Una collezione rappresenta la passione di una vita, molto più che un hobby o un interesse; molti collezionisti dedicano energie ed entusiasmo alla ricerca del pezzo raro o dell’opera che completa il loro percorso, studiano e si informano, interagiscono con gli artisti e con gli esperti. Vi sono molte coppie e intere famiglie che condividono la passione per l’arte e costruiscono assieme delle bellissime raccolte, ma a volte questo cammino viene percorso in solitudine, senza coinvolgere i familiari. Può dunque succedere che il collezionista faccia delle riflessioni sul destino della sua “creatura”, valuti quale potrà essere la sorte delle sue opere e come potranno essere gestite al meglio dai suoi eredi.

Il primo step è la predisposizione di un inventario e di un archivio il più possibile accurati, che tengano traccia sia delle caratteristiche delle singole opere (misure, tecnica, anno di produzione, autore, titolo, immagini) sia dei documenti di acquisto, delle certificazioni, della bibliografia.

La realizzazione o la revisione dell’inventario può rappresentare anche il momento per una verifica sulla completezza della documentazione – che negli anni ha assunto un’importanza sempre crescente per il riconoscimento dell’opera sul mercato – e quindi l’occasione per  reperire documenti mancanti o insufficienti.
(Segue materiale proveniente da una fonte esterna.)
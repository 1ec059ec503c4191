//! Keyword matcher: flags channels whose name or description mentions an
//! alert keyword.
//!
//! Matching is case-insensitive substring containment, not word matching:
//! `airdrop` also matches `Airdropped`.

use sentinel_common::types::Channel;

/// Pure predicate over a channel's text fields.
#[derive(Debug, Clone, Default)]
pub struct KeywordMatcher {
    keywords: Vec<String>,
}

impl KeywordMatcher {
    /// Keywords are lower-cased on construction; blank entries are dropped
    /// since they would match every channel.
    pub fn new<I, S>(keywords: I) -> Self
    where
        I: IntoIterator<Item = S>,
        S: AsRef<str>,
    {
        let keywords = keywords
            .into_iter()
            .map(|k| k.as_ref().to_lowercase())
            .filter(|k| !k.trim().is_empty())
            .collect();
        Self { keywords }
    }

    pub fn keywords(&self) -> &[String] {
        &self.keywords
    }

    /// True if any keyword occurs in the lower-cased name or description.
    /// An empty keyword set never matches.
    pub fn matches(&self, channel: &Channel) -> bool {
        self.matched_keyword(channel).is_some()
    }

    /// The first configured keyword found in the channel, in keyword order.
    pub fn matched_keyword(&self, channel: &Channel) -> Option<&str> {
        let name = channel.name().to_lowercase();
        let description = channel.description().to_lowercase();

        self.keywords
            .iter()
            .find(|k| name.contains(k.as_str()) || description.contains(k.as_str()))
            .map(String::as_str)
    }
}
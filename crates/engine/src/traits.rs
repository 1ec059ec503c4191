//! Seams between the monitor loop and its I/O collaborators.

use sentinel_common::error::{FetchError, NotifyError};
use sentinel_common::types::Channel;

/// Supplies the current full listing of channels.
#[async_trait::async_trait]
pub trait ChannelSource: Send + Sync {
    /// Fetch every channel. An empty listing is valid.
    async fn fetch_channels(&self) -> Result<Vec<Channel>, FetchError>;

    /// Human-readable name for this source (e.g., "warpcast").
    fn source_name(&self) -> &str;
}

/// Delivers one alert for a matched channel.
#[async_trait::async_trait]
pub trait Notifier: Send + Sync {
    async fn notify(&self, channel: &Channel) -> Result<(), NotifyError>;

    /// Human-readable name for this destination (e.g., "telegram").
    fn channel_name(&self) -> &str;
}
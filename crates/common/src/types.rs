use std::borrow::Borrow;

use serde::de::IgnoredAny;
use serde::{Deserialize, Deserializer, Serialize};

/// Stable identifier of a remote channel. This is the dedup key.
///
/// Always non-blank: a record whose id is missing, blank or not a scalar
/// carries `None` instead.
#[derive(Debug, Clone, PartialEq, Eq, PartialOrd, Ord, Hash, Serialize, Deserialize)]
#[serde(transparent)]
pub struct ChannelId(String);

impl ChannelId {
    /// Returns `None` for blank identifiers.
    pub fn new(id: impl Into<String>) -> Option<Self> {
        let id = id.into();
        if id.trim().is_empty() {
            None
        } else {
            Some(Self(id))
        }
    }

    pub fn as_str(&self) -> &str {
        &self.0
    }

    /// Convert a JSON scalar: strings are kept, integers are stringified,
    /// anything else is unusable.
    pub fn from_json(value: serde_json::Value) -> Option<Self> {
        serde_json::from_value::<RawChannelId>(value)
            .ok()
            .and_then(RawChannelId::into_id)
    }
}

impl std::fmt::Display for ChannelId {
    fn fmt(&self, f: &mut std::fmt::Formatter<'_>) -> std::fmt::Result {
        f.write_str(&self.0)
    }
}

impl Borrow<str> for ChannelId {
    fn borrow(&self) -> &str {
        &self.0
    }
}

/// Shapes an `id` field may take on the wire.
#[derive(Deserialize)]
#[serde(untagged)]
enum RawChannelId {
    Text(String),
    Signed(i64),
    Unsigned(u64),
    Other(IgnoredAny),
}

impl RawChannelId {
    fn into_id(self) -> Option<ChannelId> {
        match self {
            RawChannelId::Text(s) => ChannelId::new(s),
            RawChannelId::Signed(n) => ChannelId::new(n.to_string()),
            RawChannelId::Unsigned(n) => ChannelId::new(n.to_string()),
            RawChannelId::Other(_) => None,
        }
    }
}

fn deserialize_channel_id<'de, D>(deserializer: D) -> Result<Option<ChannelId>, D::Error>
where
    D: Deserializer<'de>,
{
    let raw = Option::<RawChannelId>::deserialize(deserializer)?;
    Ok(raw.and_then(RawChannelId::into_id))
}

/// One remote channel as observed at poll time.
///
/// `null` and absent fields are treated the same way.
#[derive(Debug, Clone, Default, PartialEq, Eq, Serialize, Deserialize)]
pub struct Channel {
    #[serde(default, deserialize_with = "deserialize_channel_id")]
    pub id: Option<ChannelId>,
    #[serde(default)]
    pub name: Option<String>,
    #[serde(default)]
    pub description: Option<String>,
    #[serde(default)]
    pub url: Option<String>,
}

impl Channel {
    pub fn name(&self) -> &str {
        self.name.as_deref().unwrap_or_default()
    }

    pub fn description(&self) -> &str {
        self.description.as_deref().unwrap_or_default()
    }

    pub fn url(&self) -> &str {
        self.url.as_deref().unwrap_or_default()
    }
}

/// Response envelope of the channel listing endpoint:
/// `{ "result": { "channels": [ ... ] } }`.
#[derive(Debug, Default, Deserialize)]
pub struct ChannelListing {
    #[serde(default)]
    pub result: Option<ListingResult>,
}

#[derive(Debug, Default, Deserialize)]
pub struct ListingResult {
    #[serde(default)]
    pub channels: Option<Vec<serde_json::Value>>,
}

/// Channels decoded from a listing, plus the number of array elements that
/// were not channel objects at all.
#[derive(Debug, Default)]
pub struct DecodedListing {
    pub channels: Vec<Channel>,
    pub undecodable: usize,
}

impl ChannelListing {
    /// Decode each element independently so one bad element does not sink
    /// the whole listing. A missing `result` or `channels` is an empty listing.
    pub fn decode(self) -> DecodedListing {
        let raw = self
            .result
            .and_then(|r| r.channels)
            .unwrap_or_default();

        let mut decoded = DecodedListing::default();
        for element in raw {
            match serde_json::from_value::<Channel>(element) {
                Ok(channel) => decoded.channels.push(channel),
                Err(e) => {
                    tracing::warn!(error = %e, "Dropping undecodable channel element");
                    decoded.undecodable += 1;
                }
            }
        }
        decoded
    }
}
//! Dedup store: the durable set of channel ids that were already notified.
//!
//! The set only grows. `load` never fails: a missing or unreadable snapshot
//! is a cold start and every matching channel looks new again. Each
//! `add_and_persist` writes the full set back before returning, so a crash
//! mid-cycle loses at most the in-flight notification.

use std::collections::BTreeSet;
use std::path::{Path, PathBuf};

use redis::AsyncCommands;
use redis::aio::ConnectionManager;
use tokio::io::AsyncWriteExt;

use sentinel_common::error::StoreError;
use sentinel_common::types::ChannelId;

/// In-memory view of the notified channel ids.
///
/// Ordered so that the same set always serializes to the same bytes.
#[derive(Debug, Clone, Default, PartialEq, Eq)]
pub struct NotifiedSet {
    ids: BTreeSet<ChannelId>,
}

impl NotifiedSet {
    pub fn new() -> Self {
        Self::default()
    }

    pub fn has(&self, id: &str) -> bool {
        self.ids.contains(id)
    }

    /// Returns `true` if the id was not present before.
    pub fn insert(&mut self, id: ChannelId) -> bool {
        self.ids.insert(id)
    }

    pub fn len(&self) -> usize {
        self.ids.len()
    }

    pub fn is_empty(&self) -> bool {
        self.ids.is_empty()
    }

    pub fn iter(&self) -> impl Iterator<Item = &ChannelId> {
        self.ids.iter()
    }
}

impl FromIterator<ChannelId> for NotifiedSet {
    fn from_iter<T: IntoIterator<Item = ChannelId>>(iter: T) -> Self {
        Self {
            ids: iter.into_iter().collect(),
        }
    }
}

/// Storage backend for the notified set.
#[async_trait::async_trait]
pub trait DedupStore: Send + Sync {
    /// Reconstruct the set from durable storage, or an empty set on cold start.
    async fn load(&self) -> NotifiedSet;

    /// Insert `id` and durably record the updated set before returning.
    async fn add_and_persist(&self, set: &mut NotifiedSet, id: &ChannelId)
    -> Result<(), StoreError>;

    /// Human-readable backend name (e.g., "file", "redis").
    fn backend_name(&self) -> &str;
}

/// Snapshot file holding the set as a JSON array of ids.
///
/// Writes go to a sibling temp file that is renamed over the snapshot, so
/// a reader never observes a partial write.
#[derive(Debug, Clone)]
pub struct FileDedupStore {
    path: PathBuf,
}

impl FileDedupStore {
    pub fn new(path: impl Into<PathBuf>) -> Self {
        Self { path: path.into() }
    }

    pub fn path(&self) -> &Path {
        &self.path
    }

    fn temp_path(&self) -> PathBuf {
        let mut name = self
            .path
            .file_name()
            .map(|n| n.to_os_string())
            .unwrap_or_else(|| "notified_channels.json".into());
        name.push(".tmp");
        self.path.with_file_name(name)
    }

    async fn write_snapshot(&self, set: &NotifiedSet) -> Result<(), StoreError> {
        let ids: Vec<&str> = set.iter().map(ChannelId::as_str).collect();
        let bytes = serde_json::to_vec(&ids)?;

        if let Some(parent) = self.path.parent()
            && !parent.as_os_str().is_empty()
        {
            tokio::fs::create_dir_all(parent).await?;
        }

        let tmp = self.temp_path();
        {
            let mut file = tokio::fs::File::create(&tmp).await?;
            file.write_all(&bytes).await?;
            file.sync_all().await?;
        }
        tokio::fs::rename(&tmp, &self.path).await?;
        Ok(())
    }
}

#[async_trait::async_trait]
impl DedupStore for FileDedupStore {
    async fn load(&self) -> NotifiedSet {
        let bytes = match tokio::fs::read(&self.path).await {
            Ok(bytes) => bytes,
            Err(e) if e.kind() == std::io::ErrorKind::NotFound => {
                tracing::debug!(path = %self.path.display(), "No dedup snapshot yet, cold start");
                return NotifiedSet::new();
            }
            Err(e) => {
                tracing::warn!(
                    path = %self.path.display(),
                    error = %e,
                    "Dedup snapshot unreadable, treating every channel as new"
                );
                return NotifiedSet::new();
            }
        };

        match serde_json::from_slice::<Vec<serde_json::Value>>(&bytes) {
            Ok(elements) => {
                let total = elements.len();
                let set: NotifiedSet = elements.into_iter().filter_map(ChannelId::from_json).collect();
                if set.len() < total {
                    tracing::warn!(
                        path = %self.path.display(),
                        dropped = total - set.len(),
                        "Ignoring unusable entries in dedup snapshot"
                    );
                }
                tracing::debug!(path = %self.path.display(), count = set.len(), "Dedup snapshot loaded");
                set
            }
            Err(e) => {
                tracing::warn!(
                    path = %self.path.display(),
                    error = %e,
                    "Dedup snapshot corrupt, treating every channel as new"
                );
                NotifiedSet::new()
            }
        }
    }

    async fn add_and_persist(
        &self,
        set: &mut NotifiedSet,
        id: &ChannelId,
    ) -> Result<(), StoreError> {
        set.insert(id.clone());
        self.write_snapshot(set).await
    }

    fn backend_name(&self) -> &str {
        "file"
    }
}

/// Redis set backend. `SADD` is atomic, so several watcher processes can
/// share one set.
#[derive(Clone)]
pub struct RedisDedupStore {
    redis: ConnectionManager,
    key: String,
}

impl RedisDedupStore {
    pub fn new(redis: ConnectionManager, key: impl Into<String>) -> Self {
        Self {
            redis,
            key: key.into(),
        }
    }
}

#[async_trait::async_trait]
impl DedupStore for RedisDedupStore {
    async fn load(&self) -> NotifiedSet {
        let mut redis = self.redis.clone();
        match redis.smembers::<_, Vec<String>>(&self.key).await {
            Ok(ids) => ids.into_iter().filter_map(ChannelId::new).collect(),
            Err(e) => {
                tracing::warn!(
                    key = %self.key,
                    error = %e,
                    "Dedup set unavailable, treating every channel as new"
                );
                NotifiedSet::new()
            }
        }
    }

    async fn add_and_persist(
        &self,
        set: &mut NotifiedSet,
        id: &ChannelId,
    ) -> Result<(), StoreError> {
        let mut redis = self.redis.clone();
        redis.sadd::<_, _, ()>(&self.key, id.as_str()).await?;
        set.insert(id.clone());
        Ok(())
    }

    fn backend_name(&self) -> &str {
        "redis"
    }
}

#[cfg(test)]
mod tests {
    use super::*;

    fn id(s: &str) -> ChannelId {
        ChannelId::new(s).unwrap()
    }

    #[tokio::test]
    async fn test_missing_snapshot_is_cold_start() {
        let dir = tempfile::tempdir().unwrap();
        let store = FileDedupStore::new(dir.path().join("notified.json"));
        assert!(store.load().await.is_empty());
    }

    #[tokio::test]
    async fn test_corrupt_snapshot_is_cold_start() {
        let dir = tempfile::tempdir().unwrap();
        let path = dir.path().join("notified.json");
        std::fs::write(&path, b"{not json").unwrap();

        let store = FileDedupStore::new(&path);
        assert!(store.load().await.is_empty());
    }

    #[tokio::test]
    async fn test_add_and_persist_survives_reload() {
        let dir = tempfile::tempdir().unwrap();
        let store = FileDedupStore::new(dir.path().join("notified.json"));

        let mut set = store.load().await;
        store.add_and_persist(&mut set, &id("b")).await.unwrap();
        store.add_and_persist(&mut set, &id("a")).await.unwrap();
        assert!(set.has("a"));

        let reloaded = store.load().await;
        assert_eq!(reloaded, set);
        assert!(reloaded.has("a") && reloaded.has("b"));
        assert!(!reloaded.has("c"));
    }

    #[tokio::test]
    async fn test_snapshot_is_sorted_json_array_without_leftover_temp() {
        let dir = tempfile::tempdir().unwrap();
        let path = dir.path().join("notified.json");
        let store = FileDedupStore::new(&path);

        let mut set = NotifiedSet::new();
        store.add_and_persist(&mut set, &id("zeta")).await.unwrap();
        store.add_and_persist(&mut set, &id("alpha")).await.unwrap();

        let raw = std::fs::read_to_string(&path).unwrap();
        assert_eq!(raw, r#"["alpha","zeta"]"#);
        assert!(!dir.path().join("notified.json.tmp").exists());
    }

    #[tokio::test]
    async fn test_creates_parent_directories() {
        let dir = tempfile::tempdir().unwrap();
        let path = dir.path().join("state").join("nested").join("notified.json");
        let store = FileDedupStore::new(&path);

        let mut set = NotifiedSet::new();
        store.add_and_persist(&mut set, &id("x")).await.unwrap();
        assert!(path.exists());
    }

    #[tokio::test]
    async fn test_blank_ids_in_snapshot_are_ignored() {
        let dir = tempfile::tempdir().unwrap();
        let path = dir.path().join("notified.json");
        std::fs::write(&path, r#"["a", "", "  "]"#).unwrap();

        let set = FileDedupStore::new(&path).load().await;
        assert_eq!(set.len(), 1);
        assert!(set.has("a"));
    }

    #[tokio::test]
    async fn test_numeric_ids_in_snapshot_are_kept() {
        let dir = tempfile::tempdir().unwrap();
        let path = dir.path().join("notified.json");
        std::fs::write(&path, r#"[42,"drops",{"id":1},null]"#).unwrap();

        let set = FileDedupStore::new(&path).load().await;
        assert_eq!(set.len(), 2);
        assert!(set.has("42"));
        assert!(set.has("drops"));
    }

    #[test]
    fn test_insert_reports_novelty() {
        let mut set = NotifiedSet::new();
        assert!(set.insert(id("a")));
        assert!(!set.insert(id("a")));
        assert_eq!(set.len(), 1);
    }
}
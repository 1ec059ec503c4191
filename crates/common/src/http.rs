use std::time::Duration;

/// Create the shared HTTP client used by the listing source and the notifier.
///
/// `timeout_secs` bounds every request end to end.
pub fn create_http_client(timeout_secs: u64) -> anyhow::Result<reqwest::Client> {
    let client = reqwest::Client::builder()
        .timeout(Duration::from_secs(timeout_secs))
        .connect_timeout(Duration::from_secs(timeout_secs.min(5)))
        .user_agent(concat!("channel-sentinel/", env!("CARGO_PKG_VERSION")))
        .build()?;

    tracing::debug!(timeout_secs, "HTTP client created");
    Ok(client)
}
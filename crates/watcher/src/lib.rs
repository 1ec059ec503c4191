pub mod runner;
pub mod source;

pub use source::WarpcastSource;
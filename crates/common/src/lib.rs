pub mod config;
pub mod error;
pub mod http;
pub mod redis_pool;
pub mod types;
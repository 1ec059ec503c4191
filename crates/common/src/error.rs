use std::time::Duration;

use thiserror::Error;

/// Failure to obtain the channel listing. Fatal to the current cycle.
#[derive(Debug, Error)]
pub enum FetchError {
    #[error("HTTP request failed: {0}")]
    Http(#[from] reqwest::Error),

    #[error("Listing endpoint returned {status}: {body}")]
    Status { status: u16, body: String },

    #[error("Listing body could not be decoded: {0}")]
    Decode(#[from] serde_json::Error),

    #[error("Listing request timed out after {0:?}")]
    Timeout(Duration),
}

/// Failure to deliver one alert. Recovered locally by the monitor.
#[derive(Debug, Error)]
pub enum NotifyError {
    #[error("HTTP request failed: {0}")]
    Http(#[from] reqwest::Error),

    #[error("Messaging API rejected the message ({status}): {description}")]
    Api { status: u16, description: String },

    #[error("Notification timed out after {0:?}")]
    Timeout(Duration),
}

/// Failure to persist the notified set.
#[derive(Debug, Error)]
pub enum StoreError {
    #[error("Snapshot I/O error: {0}")]
    Io(#[from] std::io::Error),

    #[error("Snapshot serialization error: {0}")]
    Serialize(#[from] serde_json::Error),

    #[error("Redis error: {0}")]
    Redis(#[from] redis::RedisError),
}

/// Reasons a monitor cycle aborts.
#[derive(Debug, Error)]
pub enum CycleError {
    #[error("Channel fetch failed: {0}")]
    Fetch(#[from] FetchError),

    #[error("Dedup store write failed: {0}")]
    Store(#[from] StoreError),
}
L’inventario può essere integrato da stime, che assumono valore legale se rilasciate da esperti che abbiano anche il titolo di Periti; questa precauzione potrebbe essere utile nel caso in cui si prevedano possibili tensioni tra gli eredi.

Le opere d’arte in Italia godono di una tassa di successione agevolata, così come sono esenti da tassazione i guadagni derivanti dalla compravendita di opere d’arte da parte del privato collezionista che non opera con la frequenza e le modalità di un commerciante abituale. I beni “vincolati”, cioè notificati di interesse dello Stato, godono della completa esenzione dall’imposta di successione e di donazione. Per le opere libere da vincolo la normativa prevede l’inclusione nell’attivo ereditario di una “forfettizzazione” pari al 10% del valore dell’asse ereditario netto assieme a gioielli, denaro e mobilia. Questo criterio si applica solamente alle collezioni custodite in case private, escludendo quelle depositate nei caveaux e depositi.  E’ ovviamente possibile anche presentare al Fisco un inventario analitico, particolarmente utile nel caso di importanti collezioni destinate alla vendita, attestando in questo modo la titolarità e la provenienza delle opere che verranno successivamente monetizzate.

Per la trasmissione di una collezione si può altresì avvalersi di veicoli che rispondono a scopi di ottimizzazione della gestione unitaria della collezione stessa, di pubblica fruizione, culturali o di charity.

Il trust per la gestione di opere d’arte è conosciuto e utilizzato in particolare nei paesi anglosassoni  (il Paul Getty Trust, il Salomon Guggenheim…) , ma si sta diffondendo anche in Italia.  Lo strumento del trust permette sia la fruizione e la gestione della collezione da parte dei discendenti – mantenendone l’unitarietà – che il trasferimento della stessa ad una istituzione, vincolando il passaggio a condizioni decise dal collezionista stesso (ad esempio obblighi di restauro, esposizione e/o di valorizzazione, che qualora non soddisfatti annullerebbero il trasferimento).

La Fondazione ha un profilo più radicato nell’ordinamento italiano ed è un utile strumento per il perseguimento di finalità di interesse generale, quale la fruizione pubblica di un patrimonio artistico, come espressione di un fine filantropico e culturale. Al Lingotto di Torino è esposta ad esempio la Pinacoteca della Fondazione Agnelli . Diversamente dal Trust, la Fondazione ha personalità giuridica e viene costituita solo a seguito di specifico provvedimento (e controllo) da parte dell’autorità governativa.